EXERCISE OBJECTIVE — Look below for the line containing "pub fn fatal(message: impl"; from there, print each line exactly up to and including the line containing "pub fn error_code(&self)", and stop.

-------- ENTRIES SHOWN

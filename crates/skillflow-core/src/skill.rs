//! Skill trait and metadata.

use crate::error::SkillError;
use crate::input::SkillInput;
use crate::output::SkillOutput;
use async_trait::async_trait;
use serde::{Deserialize, Serialize};

/// Descriptive metadata of a skill.
#[derive(Debug, Clone, PartialEq, Eq, Serialize, Deserialize)]
#[serde(rename_all = "camelCase")]
pub struct SkillMeta {
    /// Unique name within a registry.
    pub name: String,
    pub version: String,
    pub category: String,
    #[serde(default)]
    pub description: String,
    #[serde(default)]
    pub tags: Vec<String>,
}

impl SkillMeta {
    pub fn new(name: impl Into<String>, category: impl Into<String>) -> Self {
        Self {
            name: name.into(),
            version: "1.0.0".to_string(),
            category: category.into(),
            description: String::new(),
            tags: Vec::new(),
        }
    }

    pub fn with_version(mut self, version: impl Into<String>) -> Self {
        self.version = version.into();
        self
    }

    pub fn with_description(mut self, description: impl Into<String>) -> Self {
        self.description = description.into();
        self
    }

    pub fn with_tag(mut self, tag: impl Into<String>) -> Self {
        self.tags.push(tag.into());
        self
    }

    /// Case-insensitive match against name, description, category and tags.
    pub fn matches(&self, text: &str) -> bool {
        let needle = text.to_lowercase();
        self.name.to_lowercase().contains(&needle)
            || self.description.to_lowercase().contains(&needle)
            || self.category.to_lowercase().contains(&needle)
            || self.tags.iter().any(|t| t.to_lowercase().contains(&needle))
    }
}

/// A self-contained unit of work.
///
/// Skills report business outcomes through [`SkillOutput`] codes. An `Err`
/// is an unexpected failure: the executor may retry it and eventually turns
/// it into a fatal output. The input is borrowed, so a skill can never
/// mutate the read-only context it was given.
///
/// # Examples
///
/// ```
/// use skillflow_core::{Skill, SkillError, SkillInput, SkillMeta, SkillOutput};
/// use async_trait::async_trait;
/// use serde_json::json;
///
/// struct Echo {
///     meta: SkillMeta,
/// }
///
/// #[async_trait]
/// impl Skill for Echo {
///     fn meta(&self) -> &SkillMeta {
///         &self.meta
///     }
///
///     async fn execute(&self, input: &SkillInput) -> Result<SkillOutput, SkillError> {
///         let text = input.param("text").cloned().unwrap_or(json!(""));
///         Ok(SkillOutput::success("echoed").with_data("echo", text))
///     }
/// }
///
/// # #[tokio::main]
/// # async fn main() {
/// let skill = Echo { meta: SkillMeta::new("echo", "util") };
/// let input = SkillInput::new("t-1", "echo").with_param("text", json!("hi"));
/// let out = skill.execute(&input).await.unwrap();
/// assert_eq!(out.data.get("echo"), Some(&json!("hi")));
/// # }
/// ```
#[async_trait]
pub trait Skill: Send + Sync {
    /// Returns the skill's metadata.
    fn meta(&self) -> &SkillMeta;

    /// Returns the skill name.
    fn name(&self) -> &str {
        &self.meta().name
    }

    /// Runs the skill against one input.
    async fn execute(&self, input: &SkillInput) -> Result<SkillOutput, SkillError>;
}

#[cfg(test)]
mod tests {
    use super::*;

    #[test]
    fn test_meta_matches() {
        let meta = SkillMeta::new("code_generator", "generation")
            .with_description("Generates source files from an analysis")
            .with_tag("Templates");

        assert!(meta.matches("GENERATOR"));
        assert!(meta.matches("source files"));
        assert!(meta.matches("templates"));
        assert!(meta.matches("generation"));
        assert!(!meta.matches("lint"));
    }
}
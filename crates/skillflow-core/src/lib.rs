//! Contract types for the skillflow execution core.
//!
//! This crate has no runtime dependencies. Skill authors depend on it to
//! implement [`Skill`]; front ends depend on it to build workflows and read
//! execution records.
//!
//! # Core Types
//!
//! - [`Skill`] / [`SkillMeta`] - A unit of work and its description
//! - [`SkillInput`] / [`SkillContext`] - What a skill receives
//! - [`SkillOutput`] / [`OutputCode`] - What a skill returns
//! - [`WorkflowDefinition`] / [`WorkflowStep`] - Declarative step graphs
//! - [`WorkflowExecution`] - The persisted, resumable run record
//! - [`validator`] - Contract checks for inputs and outputs

mod context;
mod error;
mod execution;
mod input;
mod output;
mod skill;
mod step;
pub mod validator;
pub mod value;
mod workflow;

pub use context::{ReadOnlyContext, SkillContext};
pub use error::{ContractError, ErrorKind, SkillError, WorkflowError};
pub use execution::{ExecutionStatus, StepRecord, WorkflowExecution};
pub use input::{SkillInput, TaskSpec};
pub use output::{OutputCode, SkillOutput};
pub use skill::{Skill, SkillMeta};
pub use step::{StepName, WorkflowStep};
pub use value::{Value, ValueMap};
pub use workflow::WorkflowDefinition;
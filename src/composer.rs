//! Combinators that run several skills as one unit.

use crate::codes;
use crate::executor::{invoke, skill_not_found};
use crate::registry::SkillRegistry;
use futures::future::join_all;
use skillflow_core::validator::validate_output;
use skillflow_core::{SkillInput, SkillOutput};
use std::sync::Arc;
use tracing::{debug, warn};

/// Behaviour of [`SkillComposer::sequence`].
#[derive(Debug, Clone, Copy, PartialEq, Eq)]
pub struct SequenceOptions {
    /// Stop at the first output that is not `200`.
    pub stop_on_fail: bool,
    /// Feed each successful output's `data` into the next skill's writable context.
    pub merge_output: bool,
}

impl Default for SequenceOptions {
    fn default() -> Self {
        Self {
            stop_on_fail: true,
            merge_output: true,
        }
    }
}

/// Stateless skill combinators.
///
/// Each invocation runs once on its own task with no timeout or retry;
/// use [`crate::SkillExecutor`] when those are needed. Errors and panics
/// become fatal outputs in the slot that produced them.
#[derive(Debug, Clone)]
pub struct SkillComposer {
    registry: Arc<SkillRegistry>,
}

impl SkillComposer {
    pub fn new(registry: Arc<SkillRegistry>) -> Self {
        Self { registry }
    }

    async fn run(&self, name: &str, input: SkillInput) -> SkillOutput {
        let Some(skill) = self.registry.get(name) else {
            return skill_not_found(name);
        };

        match invoke(&skill, Arc::new(input), None).await {
            Ok(output) => match validate_output(&output) {
                Ok(()) => output,
                Err(e) => SkillOutput::fatal_with_code(
                    codes::INVALID_OUTPUT,
                    format!("Skill '{}' returned an invalid output: {}", name, e),
                ),
            },
            Err(e) => {
                warn!(skill = name, error = %e, "Composed skill failed");
                SkillOutput::fatal_with_code(
                    codes::EXECUTION_FAILED,
                    format!("Skill '{}' failed: {}", name, e),
                )
            }
        }
    }

    /// Runs `skills` one after another and returns each output in order.
    ///
    /// With `stop_on_fail` the list ends at the first non-`200` output.
    /// With `merge_output` each successful output's `data` is folded into
    /// the writable context seen by the following skills.
    pub async fn sequence(
        &self,
        skills: &[&str],
        input: SkillInput,
        options: SequenceOptions,
    ) -> Vec<SkillOutput> {
        let mut input = input;
        let mut outputs = Vec::with_capacity(skills.len());

        for (index, name) in skills.iter().enumerate() {
            debug!(skill = *name, position = index, "Sequence step");
            let output = self.run(name, input.clone()).await;

            let succeeded = output.is_success();
            if succeeded && options.merge_output {
                input.context.absorb(&output.data);
            }
            outputs.push(output);
            if !succeeded && options.stop_on_fail {
                debug!(skill = *name, "Sequence stopped at failed skill");
                break;
            }
        }
        outputs
    }

    /// Runs `skills` concurrently on copies of `input`.
    ///
    /// Outputs are returned in the order of `skills`.
    pub async fn parallel(&self, skills: &[&str], input: SkillInput) -> Vec<SkillOutput> {
        join_all(skills.iter().map(|name| self.run(name, input.clone()))).await
    }

    /// Runs `if_skill` when `predicate` holds, otherwise `else_skill`.
    ///
    /// Without an else branch a false predicate yields a no-op `200`.
    pub async fn conditional<P>(
        &self,
        predicate: P,
        if_skill: &str,
        else_skill: Option<&str>,
        input: SkillInput,
    ) -> SkillOutput
    where
        P: FnOnce(&SkillInput) -> bool,
    {
        if predicate(&input) {
            return self.run(if_skill, input).await;
        }
        match else_skill {
            Some(name) => self.run(name, input).await,
            None => SkillOutput::success("Condition not met, no branch executed"),
        }
    }

    /// Runs `skill` up to `max_iterations` times.
    ///
    /// After each iteration `should_continue` receives the latest output and
    /// the 1-based iteration number. Successful output data is merged into
    /// the writable context of the next iteration. Any non-`200` output
    /// ends the loop without consulting the predicate. Every iteration's
    /// output is returned.
    pub async fn loop_skill<P>(
        &self,
        max_iterations: u32,
        skill: &str,
        mut should_continue: P,
        input: SkillInput,
    ) -> Vec<SkillOutput>
    where
        P: FnMut(&SkillOutput, u32) -> bool,
    {
        let mut input = input;
        let mut outputs = Vec::new();

        for iteration in 1..=max_iterations {
            let output = self.run(skill, input.clone()).await;
            let succeeded = output.is_success();
            if succeeded {
                input.context.absorb(&output.data);
            }

            let again = succeeded && should_continue(&output, iteration);
            outputs.push(output);
            if !again {
                break;
            }
        }
        outputs
    }
}
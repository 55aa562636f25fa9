//! Skill output and status codes.

use crate::value::{Value, ValueMap};
use serde::{Deserialize, Serialize};
use std::fmt;

/// Outcome class of a skill invocation.
///
/// Serialized as its numeric value.
#[derive(Debug, Clone, Copy, PartialEq, Eq, Hash, Serialize, Deserialize)]
#[serde(try_from = "u16", into = "u16")]
pub enum OutputCode {
    /// `200`
    Success,
    /// `300`: execution must pause for external input.
    NeedsInput,
    /// `400`: a business failure the workflow graph resolves.
    RetryableFailure,
    /// `500`
    FatalFailure,
}

impl OutputCode {
    pub fn as_u16(self) -> u16 {
        match self {
            OutputCode::Success => 200,
            OutputCode::NeedsInput => 300,
            OutputCode::RetryableFailure => 400,
            OutputCode::FatalFailure => 500,
        }
    }

    pub fn from_u16(code: u16) -> Option<Self> {
        match code {
            200 => Some(OutputCode::Success),
            300 => Some(OutputCode::NeedsInput),
            400 => Some(OutputCode::RetryableFailure),
            500 => Some(OutputCode::FatalFailure),
            _ => None,
        }
    }
}

impl From<OutputCode> for u16 {
    fn from(code: OutputCode) -> Self {
        code.as_u16()
    }
}

impl TryFrom<u16> for OutputCode {
    type Error = String;

    fn try_from(code: u16) -> Result<Self, Self::Error> {
        OutputCode::from_u16(code).ok_or_else(|| format!("unknown output code {}", code))
    }
}

impl fmt::Display for OutputCode {
    fn fmt(&self, f: &mut fmt::Formatter<'_>) -> fmt::Result {
        write!(f, "{}", self.as_u16())
    }
}

/// Result of one skill invocation.
///
/// `data` and `message` are always present; `message` is human-readable.
///
/// # Examples
///
/// ```
/// use skillflow_core::{OutputCode, SkillOutput};
/// use serde_json::json;
///
/// let out = SkillOutput::success("analysis done").with_data("analysis", json!({"modules": 3}));
/// assert_eq!(out.code, OutputCode::Success);
/// assert!(out.is_success());
///
/// let doc = serde_json::to_value(&out).unwrap();
/// assert_eq!(doc["code"], json!(200));
/// ```
#[derive(Debug, Clone, PartialEq, Serialize, Deserialize)]
#[serde(rename_all = "camelCase")]
pub struct SkillOutput {
    pub code: OutputCode,
    #[serde(default)]
    pub data: ValueMap,
    pub message: String,
    #[serde(default, skip_serializing_if = "Option::is_none")]
    pub next_action: Option<String>,
    #[serde(default, skip_serializing_if = "Option::is_none")]
    pub need_rollback: Option<bool>,
}

impl SkillOutput {
    pub fn new(code: OutputCode, message: impl Into<String>) -> Self {
        Self {
            code,
            data: ValueMap::new(),
            message: message.into(),
            next_action: None,
            need_rollback: None,
        }
    }

    pub fn success(message: impl Into<String>) -> Self {
        Self::new(OutputCode::Success, message)
    }

    pub fn needs_input(message: impl Into<String>) -> Self {
        Self::new(OutputCode::NeedsInput, message)
    }

    pub fn retryable(message: impl Into<String>) -> Self {
        Self::new(OutputCode::RetryableFailure, message)
    }

    pub fn fatal(message: impl Into<String>) -> Self {
        Self::new(OutputCode::FatalFailure, message)
    }

    /// Fatal output tagged with a stable machine-readable error code in `data.error`.
    pub fn fatal_with_code(error: &str, message: impl Into<String>) -> Self {
        Self::fatal(message).with_data("error", Value::String(error.to_string()))
    }

    pub fn with_data(mut self, key: impl Into<String>, value: Value) -> Self {
        self.data.insert(key.into(), value);
        self
    }

    pub fn with_data_map(mut self, data: ValueMap) -> Self {
        self.data = data;
        self
    }

    pub fn with_next_action(mut self, action: impl Into<String>) -> Self {
        self.next_action = Some(action.into());
        self
    }

    pub fn with_rollback(mut self, need_rollback: bool) -> Self {
        self.need_rollback = Some(need_rollback);
        self
    }

    pub fn is_success(&self) -> bool {
        self.code == OutputCode::Success
    }

    /// The `data.error` tag, if any.
    pub fn error_code(&self) -> Option<&str> {
        self.data.get("error").and_then(Value::as_str)
    }
}

#[cfg(test)]
mod tests {
    use super::*;
    use serde_json::json;

    #[test]
    fn test_code_round_trip_through_numbers() {
        for code in [200u16, 300, 400, 500] {
            let parsed = OutputCode::from_u16(code).unwrap();
            assert_eq!(parsed.as_u16(), code);
        }
        assert!(OutputCode::from_u16(250).is_none());
    }

    #[test]
    fn test_unknown_code_rejected_on_deserialize() {
        let result: Result<SkillOutput, _> =
            serde_json::from_value(json!({"code": 201, "message": "odd"}));
        assert!(result.is_err());
    }

    #[test]
    fn test_optional_fields_skipped() {
        let doc = serde_json::to_value(SkillOutput::retryable("tests failed")).unwrap();
        assert_eq!(doc, json!({"code": 400, "data": {}, "message": "tests failed"}));
    }

    #[test]
    fn test_fatal_with_code() {
        let out = SkillOutput::fatal_with_code("SKILL_NOT_FOUND", "missing");
        assert_eq!(out.error_code(), Some("SKILL_NOT_FOUND"));
    }
}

----------------

ANSWER TO THIS EXERCISE —
    pub fn fatal(message: impl Into<String>) -> Self {
        Self::new(OutputCode::FatalFailure, message)
    }

    /// Fatal output tagged with a stable machine-readable error code in `data.error`.
    pub fn fatal_with_code(error: &str, message: impl Into<String>) -> Self {
        Self::fatal(message).with_data("error", Value::String(error.to_string()))
    }

    pub fn with_data(mut self, key: impl Into<String>, value: Value) -> Self {
        self.data.insert(key.into(), value);
        self
    }

    pub fn with_data_map(mut self, data: ValueMap) -> Self {
        self.data = data;
        self
    }

    pub fn with_next_action(mut self, action: impl Into<String>) -> Self {
        self.next_action = Some(action.into());
        self
    }

    pub fn with_rollback(mut self, need_rollback: bool) -> Self {
        self.need_rollback = Some(need_rollback);
        self
    }

    pub fn is_success(&self) -> bool {
        self.code == OutputCode::Success
    }

    /// The `data.error` tag, if any.
    pub fn error_code(&self) -> Option<&str> {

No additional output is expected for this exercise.